_Task_
From the entries below, report how many lines contain the string "spawn". Only the number is wanted.

Records excerpted from a collection:
# # # # #

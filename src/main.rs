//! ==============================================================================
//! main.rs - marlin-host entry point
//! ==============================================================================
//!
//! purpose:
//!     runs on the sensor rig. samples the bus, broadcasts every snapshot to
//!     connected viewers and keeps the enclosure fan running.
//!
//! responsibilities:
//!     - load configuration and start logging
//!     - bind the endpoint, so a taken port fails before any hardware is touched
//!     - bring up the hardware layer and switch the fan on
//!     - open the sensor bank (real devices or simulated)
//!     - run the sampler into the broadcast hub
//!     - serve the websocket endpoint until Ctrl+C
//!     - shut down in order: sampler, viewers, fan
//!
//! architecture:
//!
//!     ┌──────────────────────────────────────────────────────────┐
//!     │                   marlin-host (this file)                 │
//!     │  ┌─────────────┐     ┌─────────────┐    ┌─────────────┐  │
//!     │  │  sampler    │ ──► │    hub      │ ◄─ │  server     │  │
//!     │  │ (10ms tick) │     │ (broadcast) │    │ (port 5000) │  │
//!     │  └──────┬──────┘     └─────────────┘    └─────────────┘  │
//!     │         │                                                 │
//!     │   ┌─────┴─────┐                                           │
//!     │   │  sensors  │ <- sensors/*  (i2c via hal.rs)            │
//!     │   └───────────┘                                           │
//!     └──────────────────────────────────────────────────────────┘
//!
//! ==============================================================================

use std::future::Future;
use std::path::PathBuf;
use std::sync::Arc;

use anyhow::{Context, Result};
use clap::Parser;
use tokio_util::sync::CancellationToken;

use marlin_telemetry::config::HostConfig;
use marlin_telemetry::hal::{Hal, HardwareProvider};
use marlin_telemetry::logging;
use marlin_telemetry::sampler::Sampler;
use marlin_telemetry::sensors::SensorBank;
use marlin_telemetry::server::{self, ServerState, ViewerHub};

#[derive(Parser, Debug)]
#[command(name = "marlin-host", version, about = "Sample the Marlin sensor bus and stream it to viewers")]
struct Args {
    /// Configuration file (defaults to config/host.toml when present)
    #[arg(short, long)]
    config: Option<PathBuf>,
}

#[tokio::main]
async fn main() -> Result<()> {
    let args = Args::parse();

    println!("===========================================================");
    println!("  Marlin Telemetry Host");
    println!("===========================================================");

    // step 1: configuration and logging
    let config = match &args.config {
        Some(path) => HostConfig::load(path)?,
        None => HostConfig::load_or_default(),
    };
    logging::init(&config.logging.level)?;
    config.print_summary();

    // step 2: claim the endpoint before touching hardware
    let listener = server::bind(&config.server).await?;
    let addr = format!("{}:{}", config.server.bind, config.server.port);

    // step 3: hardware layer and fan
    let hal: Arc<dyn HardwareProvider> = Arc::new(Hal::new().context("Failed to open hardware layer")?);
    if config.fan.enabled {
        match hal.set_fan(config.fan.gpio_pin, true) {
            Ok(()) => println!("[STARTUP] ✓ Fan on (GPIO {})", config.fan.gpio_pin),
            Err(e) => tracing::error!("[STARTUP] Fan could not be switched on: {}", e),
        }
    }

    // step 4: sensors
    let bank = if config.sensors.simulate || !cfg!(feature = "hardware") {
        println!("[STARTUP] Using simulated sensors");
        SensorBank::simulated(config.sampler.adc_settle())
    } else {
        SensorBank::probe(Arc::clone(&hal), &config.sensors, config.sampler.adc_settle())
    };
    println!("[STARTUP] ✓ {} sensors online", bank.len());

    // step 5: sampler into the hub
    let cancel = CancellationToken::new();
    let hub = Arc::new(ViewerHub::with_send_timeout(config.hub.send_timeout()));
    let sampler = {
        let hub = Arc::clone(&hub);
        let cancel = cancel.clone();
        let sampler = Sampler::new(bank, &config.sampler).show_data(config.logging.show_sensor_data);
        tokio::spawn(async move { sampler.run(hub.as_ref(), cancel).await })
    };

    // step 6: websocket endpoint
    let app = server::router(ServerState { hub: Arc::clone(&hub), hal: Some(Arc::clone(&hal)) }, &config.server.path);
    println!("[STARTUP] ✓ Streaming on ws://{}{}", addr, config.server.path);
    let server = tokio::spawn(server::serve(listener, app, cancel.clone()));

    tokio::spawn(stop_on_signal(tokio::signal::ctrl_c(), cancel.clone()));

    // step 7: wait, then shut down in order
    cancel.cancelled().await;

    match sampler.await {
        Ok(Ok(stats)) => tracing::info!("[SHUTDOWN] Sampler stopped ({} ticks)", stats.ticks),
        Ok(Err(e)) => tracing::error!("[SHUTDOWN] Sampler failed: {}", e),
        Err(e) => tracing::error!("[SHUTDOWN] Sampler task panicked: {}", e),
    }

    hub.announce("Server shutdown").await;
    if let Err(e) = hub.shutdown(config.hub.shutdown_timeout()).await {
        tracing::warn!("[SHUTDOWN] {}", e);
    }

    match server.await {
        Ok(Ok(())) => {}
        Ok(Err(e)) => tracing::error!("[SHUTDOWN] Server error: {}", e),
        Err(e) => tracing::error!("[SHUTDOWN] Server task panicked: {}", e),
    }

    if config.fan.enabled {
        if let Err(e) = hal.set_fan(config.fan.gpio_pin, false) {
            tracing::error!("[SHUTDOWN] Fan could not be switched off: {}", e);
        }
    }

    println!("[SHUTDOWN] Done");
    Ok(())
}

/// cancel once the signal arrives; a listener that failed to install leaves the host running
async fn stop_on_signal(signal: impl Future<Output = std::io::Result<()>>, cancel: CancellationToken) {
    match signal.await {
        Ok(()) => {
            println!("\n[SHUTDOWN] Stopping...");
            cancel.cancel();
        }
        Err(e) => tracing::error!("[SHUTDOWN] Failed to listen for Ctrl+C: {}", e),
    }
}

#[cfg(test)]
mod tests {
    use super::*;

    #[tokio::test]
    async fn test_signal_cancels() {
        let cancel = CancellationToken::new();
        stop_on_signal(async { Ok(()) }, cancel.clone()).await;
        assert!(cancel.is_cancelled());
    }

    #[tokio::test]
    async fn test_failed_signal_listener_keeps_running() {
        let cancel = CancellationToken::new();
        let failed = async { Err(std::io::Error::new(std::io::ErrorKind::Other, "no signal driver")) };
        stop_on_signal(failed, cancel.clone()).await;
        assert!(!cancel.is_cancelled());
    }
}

# # # # #

_Result of the task_
3